Aim of the task:
A verbatim transcript of the lines below, starting at the first and ending with the one that holds "#[derive(Parser, Debug)]", is what should be produced.

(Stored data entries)
════════

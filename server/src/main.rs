use clap::Parser;
use log::info;
use server::config::ServerConfig;
use server::network::Server;
use shared::SceneLayout;
use std::time::Duration;

/// Authority server for the arena: owns every replicated entity and
/// executes observer requests.
#[derive(Parser, Debug)]
#[clap(author, version, about)]
struct Args {
    /// Server IP address to bind to
    #[clap(short = 'H', long, default_value = "127.0.0.1")]
    host: String,

    /// Server port to listen on
    #[clap(short, long, default_value = "8080")]
    port: u16,

    /// Tick rate (updates per second)
    #[clap(short, long, default_value = "60")]
    tick_rate: u32,

    /// Maximum number of connected observers
    #[clap(short, long, default_value = "16")]
    max_clients: usize,

    /// Fixed RNG seed for reproducible sessions
    #[clap(long)]
    seed: Option<u64>,

    /// Seconds between power-up drops
    #[clap(long, default_value = "15")]
    powerup_interval: f64,
}

#[tokio::main]
async fn main() -> Result<(), Box<dyn std::error::Error>> {
    env_logger::init();

    let args = Args::parse();
    let tick_rate = args.tick_rate.max(1);

    let config = ServerConfig {
        tick_duration: Duration::from_secs_f64(1.0 / tick_rate as f64),
        max_clients: args.max_clients,
        seed: args.seed,
        powerup_interval: args.powerup_interval,
        ..ServerConfig::default()
    };

    let addr = format!("{}:{}", args.host, args.port);
    info!(
        "Starting server on {} at {} Hz (max {} clients)",
        addr, tick_rate, args.max_clients
    );

    let mut server = Server::new(&addr, config, SceneLayout::default()).await?;
    server.run().await?;

    Ok(())
}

════════

Solution to the exercise:
filename server/src/main.rs
use clap::Parser;
use log::info;
use server::config::ServerConfig;
use server::network::Server;
use shared::SceneLayout;
use std::time::Duration;

/// Authority server for the arena: owns every replicated entity and
/// executes observer requests.
#[derive(Parser, Debug)]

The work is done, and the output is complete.